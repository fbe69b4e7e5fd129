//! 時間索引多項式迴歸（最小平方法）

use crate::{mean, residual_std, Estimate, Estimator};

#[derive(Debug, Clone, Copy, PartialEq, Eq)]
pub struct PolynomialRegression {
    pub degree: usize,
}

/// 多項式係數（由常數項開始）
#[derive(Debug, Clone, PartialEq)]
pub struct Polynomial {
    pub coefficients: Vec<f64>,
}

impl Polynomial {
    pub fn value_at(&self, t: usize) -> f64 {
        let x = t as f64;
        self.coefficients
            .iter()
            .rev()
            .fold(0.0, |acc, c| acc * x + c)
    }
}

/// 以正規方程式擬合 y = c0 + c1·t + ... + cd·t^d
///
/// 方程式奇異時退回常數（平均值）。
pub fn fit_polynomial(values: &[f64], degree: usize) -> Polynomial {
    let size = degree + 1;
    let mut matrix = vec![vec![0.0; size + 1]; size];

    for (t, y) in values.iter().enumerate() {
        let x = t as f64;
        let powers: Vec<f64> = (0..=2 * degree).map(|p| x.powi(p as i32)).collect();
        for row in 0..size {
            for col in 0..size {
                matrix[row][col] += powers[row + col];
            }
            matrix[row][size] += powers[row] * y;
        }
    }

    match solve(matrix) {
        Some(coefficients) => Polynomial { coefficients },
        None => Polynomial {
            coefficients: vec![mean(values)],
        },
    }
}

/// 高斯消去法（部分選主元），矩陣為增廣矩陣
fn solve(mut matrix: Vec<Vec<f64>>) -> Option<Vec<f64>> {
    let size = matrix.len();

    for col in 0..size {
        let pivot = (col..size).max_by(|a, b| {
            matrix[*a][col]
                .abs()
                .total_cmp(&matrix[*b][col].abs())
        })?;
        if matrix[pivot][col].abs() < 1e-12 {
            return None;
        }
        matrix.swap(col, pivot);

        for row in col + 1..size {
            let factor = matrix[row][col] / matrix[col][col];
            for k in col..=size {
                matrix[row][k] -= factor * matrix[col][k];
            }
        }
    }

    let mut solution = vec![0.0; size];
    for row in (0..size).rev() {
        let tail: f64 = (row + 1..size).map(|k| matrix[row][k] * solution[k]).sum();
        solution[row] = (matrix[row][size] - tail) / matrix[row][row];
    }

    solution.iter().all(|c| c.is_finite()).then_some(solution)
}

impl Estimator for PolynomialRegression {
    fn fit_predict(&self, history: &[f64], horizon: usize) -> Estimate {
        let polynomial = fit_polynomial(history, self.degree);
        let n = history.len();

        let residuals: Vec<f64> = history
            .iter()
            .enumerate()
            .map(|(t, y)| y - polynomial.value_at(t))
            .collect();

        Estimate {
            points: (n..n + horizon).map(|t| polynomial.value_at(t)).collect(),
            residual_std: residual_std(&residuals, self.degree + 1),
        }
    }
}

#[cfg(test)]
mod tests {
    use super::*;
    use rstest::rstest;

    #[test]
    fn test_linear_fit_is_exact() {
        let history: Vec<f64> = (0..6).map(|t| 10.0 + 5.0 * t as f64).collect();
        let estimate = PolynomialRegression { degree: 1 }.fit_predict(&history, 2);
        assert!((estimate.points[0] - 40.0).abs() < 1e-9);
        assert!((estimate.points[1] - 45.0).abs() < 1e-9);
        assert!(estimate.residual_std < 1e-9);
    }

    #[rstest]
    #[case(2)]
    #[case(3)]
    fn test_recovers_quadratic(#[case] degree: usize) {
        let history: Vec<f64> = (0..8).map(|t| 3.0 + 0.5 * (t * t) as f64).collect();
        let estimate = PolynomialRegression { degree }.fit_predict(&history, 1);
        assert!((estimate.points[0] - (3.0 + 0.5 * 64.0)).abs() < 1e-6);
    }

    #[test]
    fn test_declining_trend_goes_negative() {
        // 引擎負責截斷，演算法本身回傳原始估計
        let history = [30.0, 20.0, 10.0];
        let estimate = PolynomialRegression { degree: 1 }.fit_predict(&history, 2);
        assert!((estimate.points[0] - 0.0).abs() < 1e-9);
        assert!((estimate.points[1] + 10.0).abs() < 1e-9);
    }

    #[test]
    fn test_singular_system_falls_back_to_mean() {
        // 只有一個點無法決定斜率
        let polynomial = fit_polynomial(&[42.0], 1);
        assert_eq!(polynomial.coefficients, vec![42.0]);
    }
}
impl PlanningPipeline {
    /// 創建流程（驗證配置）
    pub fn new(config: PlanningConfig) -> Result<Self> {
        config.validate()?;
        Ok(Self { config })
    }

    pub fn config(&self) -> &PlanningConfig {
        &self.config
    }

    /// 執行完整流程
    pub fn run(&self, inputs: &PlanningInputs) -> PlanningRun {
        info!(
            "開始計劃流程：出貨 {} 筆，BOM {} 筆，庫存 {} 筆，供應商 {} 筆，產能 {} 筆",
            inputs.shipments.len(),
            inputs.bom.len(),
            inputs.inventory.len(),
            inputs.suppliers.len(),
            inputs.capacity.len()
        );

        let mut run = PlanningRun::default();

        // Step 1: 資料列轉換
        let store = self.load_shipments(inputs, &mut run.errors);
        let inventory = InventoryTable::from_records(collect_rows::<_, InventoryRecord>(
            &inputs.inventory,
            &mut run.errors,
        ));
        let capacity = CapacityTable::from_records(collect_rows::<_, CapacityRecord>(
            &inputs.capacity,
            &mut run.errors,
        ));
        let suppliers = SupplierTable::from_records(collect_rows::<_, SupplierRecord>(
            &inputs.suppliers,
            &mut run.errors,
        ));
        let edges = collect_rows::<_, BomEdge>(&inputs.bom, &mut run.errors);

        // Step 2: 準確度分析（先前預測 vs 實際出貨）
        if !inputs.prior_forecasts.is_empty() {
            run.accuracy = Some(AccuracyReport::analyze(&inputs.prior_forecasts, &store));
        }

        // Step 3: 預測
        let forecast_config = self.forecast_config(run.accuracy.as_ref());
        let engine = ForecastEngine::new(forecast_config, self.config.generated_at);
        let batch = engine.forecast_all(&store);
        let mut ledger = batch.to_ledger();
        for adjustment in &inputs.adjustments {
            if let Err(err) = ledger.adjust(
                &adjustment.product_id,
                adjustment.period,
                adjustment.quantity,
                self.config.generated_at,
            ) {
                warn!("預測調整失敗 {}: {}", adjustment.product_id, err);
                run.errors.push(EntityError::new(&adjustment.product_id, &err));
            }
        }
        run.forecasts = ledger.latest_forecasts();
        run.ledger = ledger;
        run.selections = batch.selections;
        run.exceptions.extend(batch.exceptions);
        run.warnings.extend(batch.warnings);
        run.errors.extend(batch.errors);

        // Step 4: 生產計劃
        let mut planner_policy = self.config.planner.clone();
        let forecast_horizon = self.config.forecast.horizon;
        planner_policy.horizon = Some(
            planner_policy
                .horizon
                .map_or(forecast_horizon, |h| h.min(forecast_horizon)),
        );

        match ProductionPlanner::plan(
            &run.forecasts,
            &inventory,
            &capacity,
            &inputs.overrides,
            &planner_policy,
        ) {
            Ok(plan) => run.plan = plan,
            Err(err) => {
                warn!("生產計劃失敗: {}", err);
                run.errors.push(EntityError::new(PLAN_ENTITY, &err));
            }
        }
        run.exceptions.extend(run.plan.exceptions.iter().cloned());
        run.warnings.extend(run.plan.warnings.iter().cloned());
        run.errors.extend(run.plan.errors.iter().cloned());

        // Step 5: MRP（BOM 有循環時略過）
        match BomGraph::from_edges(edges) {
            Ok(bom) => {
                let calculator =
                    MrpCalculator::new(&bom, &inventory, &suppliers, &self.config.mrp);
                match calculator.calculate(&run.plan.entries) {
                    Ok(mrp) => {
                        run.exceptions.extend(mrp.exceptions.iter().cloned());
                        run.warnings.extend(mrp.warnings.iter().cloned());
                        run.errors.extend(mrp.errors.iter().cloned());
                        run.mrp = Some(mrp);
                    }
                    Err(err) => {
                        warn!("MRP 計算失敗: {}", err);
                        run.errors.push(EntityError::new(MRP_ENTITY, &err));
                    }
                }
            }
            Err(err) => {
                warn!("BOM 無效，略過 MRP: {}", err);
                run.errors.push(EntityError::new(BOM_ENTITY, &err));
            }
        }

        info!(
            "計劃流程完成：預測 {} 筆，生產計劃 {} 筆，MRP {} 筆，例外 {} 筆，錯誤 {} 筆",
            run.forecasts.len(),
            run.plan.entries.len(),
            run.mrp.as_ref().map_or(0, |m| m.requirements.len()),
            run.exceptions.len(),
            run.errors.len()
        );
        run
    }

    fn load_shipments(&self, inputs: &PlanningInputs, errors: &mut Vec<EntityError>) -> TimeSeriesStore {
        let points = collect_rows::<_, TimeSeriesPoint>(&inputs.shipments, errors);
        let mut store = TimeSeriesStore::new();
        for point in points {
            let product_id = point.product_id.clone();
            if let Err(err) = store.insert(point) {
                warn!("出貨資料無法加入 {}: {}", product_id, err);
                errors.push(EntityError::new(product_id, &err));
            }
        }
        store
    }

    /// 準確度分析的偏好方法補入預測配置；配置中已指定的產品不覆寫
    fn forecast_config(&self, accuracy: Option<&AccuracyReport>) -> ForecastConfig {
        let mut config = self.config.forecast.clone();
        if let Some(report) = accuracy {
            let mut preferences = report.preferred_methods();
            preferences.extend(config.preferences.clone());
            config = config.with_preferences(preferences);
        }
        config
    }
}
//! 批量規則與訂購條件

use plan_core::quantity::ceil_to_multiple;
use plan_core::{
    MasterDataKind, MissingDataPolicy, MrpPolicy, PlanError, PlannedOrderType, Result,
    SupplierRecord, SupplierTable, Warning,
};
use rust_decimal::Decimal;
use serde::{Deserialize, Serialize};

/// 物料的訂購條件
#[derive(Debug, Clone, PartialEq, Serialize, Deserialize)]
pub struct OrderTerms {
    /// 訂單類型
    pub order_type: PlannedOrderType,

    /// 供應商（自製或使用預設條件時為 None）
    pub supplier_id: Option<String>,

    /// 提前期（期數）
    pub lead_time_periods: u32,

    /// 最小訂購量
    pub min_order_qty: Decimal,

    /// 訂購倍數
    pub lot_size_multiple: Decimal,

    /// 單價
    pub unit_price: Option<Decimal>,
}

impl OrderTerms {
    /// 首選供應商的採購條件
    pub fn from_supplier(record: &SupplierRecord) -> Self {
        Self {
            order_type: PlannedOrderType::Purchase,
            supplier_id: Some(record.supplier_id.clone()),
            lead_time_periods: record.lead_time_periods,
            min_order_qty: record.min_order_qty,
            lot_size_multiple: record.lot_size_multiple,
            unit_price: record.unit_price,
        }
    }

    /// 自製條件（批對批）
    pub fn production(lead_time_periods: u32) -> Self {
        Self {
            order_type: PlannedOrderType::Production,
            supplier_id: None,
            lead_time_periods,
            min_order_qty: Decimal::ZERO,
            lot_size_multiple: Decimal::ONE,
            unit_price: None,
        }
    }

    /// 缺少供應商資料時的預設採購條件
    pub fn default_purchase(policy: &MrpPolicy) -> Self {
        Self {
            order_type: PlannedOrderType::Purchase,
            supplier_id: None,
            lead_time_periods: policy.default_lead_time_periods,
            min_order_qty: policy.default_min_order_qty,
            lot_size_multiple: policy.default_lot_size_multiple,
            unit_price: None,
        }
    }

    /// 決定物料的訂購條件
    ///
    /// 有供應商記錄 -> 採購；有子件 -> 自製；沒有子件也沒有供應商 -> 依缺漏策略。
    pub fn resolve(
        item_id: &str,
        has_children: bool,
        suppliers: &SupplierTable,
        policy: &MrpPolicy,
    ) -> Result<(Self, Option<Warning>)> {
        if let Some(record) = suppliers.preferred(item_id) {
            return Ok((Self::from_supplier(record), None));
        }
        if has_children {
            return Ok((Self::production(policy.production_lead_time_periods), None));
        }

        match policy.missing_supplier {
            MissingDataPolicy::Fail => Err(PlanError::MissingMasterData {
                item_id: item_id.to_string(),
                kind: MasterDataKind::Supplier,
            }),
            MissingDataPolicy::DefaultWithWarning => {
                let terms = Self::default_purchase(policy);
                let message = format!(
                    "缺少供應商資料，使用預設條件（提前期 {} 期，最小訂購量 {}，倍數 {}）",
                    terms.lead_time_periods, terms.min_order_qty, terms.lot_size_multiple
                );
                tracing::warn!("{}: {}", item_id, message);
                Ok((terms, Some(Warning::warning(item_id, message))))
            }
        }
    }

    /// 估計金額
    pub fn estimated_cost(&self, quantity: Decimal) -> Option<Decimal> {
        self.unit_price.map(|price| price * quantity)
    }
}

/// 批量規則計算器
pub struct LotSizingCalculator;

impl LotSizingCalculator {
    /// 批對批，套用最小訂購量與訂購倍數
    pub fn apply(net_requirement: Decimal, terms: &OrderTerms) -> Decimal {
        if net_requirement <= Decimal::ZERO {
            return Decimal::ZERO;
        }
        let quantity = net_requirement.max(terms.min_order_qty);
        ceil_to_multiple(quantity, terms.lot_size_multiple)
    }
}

· · · · ·

▶ [What is needed]: Retype the records above, but only those lines that fall between the line containing "let polynomial = fit_polynomial(&[42.0], 1);" and the line containing "let edges = collect_rows::<_, BomEdge>(&inputs.bom, &mut", with both of those lines included, exactly as written.

▶ [Response]:
        let polynomial = fit_polynomial(&[42.0], 1);
        assert_eq!(polynomial.coefficients, vec![42.0]);
    }
}
impl PlanningPipeline {
    /// 創建流程（驗證配置）
    pub fn new(config: PlanningConfig) -> Result<Self> {
        config.validate()?;
        Ok(Self { config })
    }

    pub fn config(&self) -> &PlanningConfig {
        &self.config
    }

    /// 執行完整流程
    pub fn run(&self, inputs: &PlanningInputs) -> PlanningRun {
        info!(
            "開始計劃流程：出貨 {} 筆，BOM {} 筆，庫存 {} 筆，供應商 {} 筆，產能 {} 筆",
            inputs.shipments.len(),
            inputs.bom.len(),
            inputs.inventory.len(),
            inputs.suppliers.len(),
            inputs.capacity.len()
        );

        let mut run = PlanningRun::default();

        // Step 1: 資料列轉換
        let store = self.load_shipments(inputs, &mut run.errors);
        let inventory = InventoryTable::from_records(collect_rows::<_, InventoryRecord>(
            &inputs.inventory,
            &mut run.errors,
        ));
        let capacity = CapacityTable::from_records(collect_rows::<_, CapacityRecord>(
            &inputs.capacity,
            &mut run.errors,
        ));
        let suppliers = SupplierTable::from_records(collect_rows::<_, SupplierRecord>(
            &inputs.suppliers,
            &mut run.errors,
        ));
        let edges = collect_rows::<_, BomEdge>(&inputs.bom, &mut run.errors);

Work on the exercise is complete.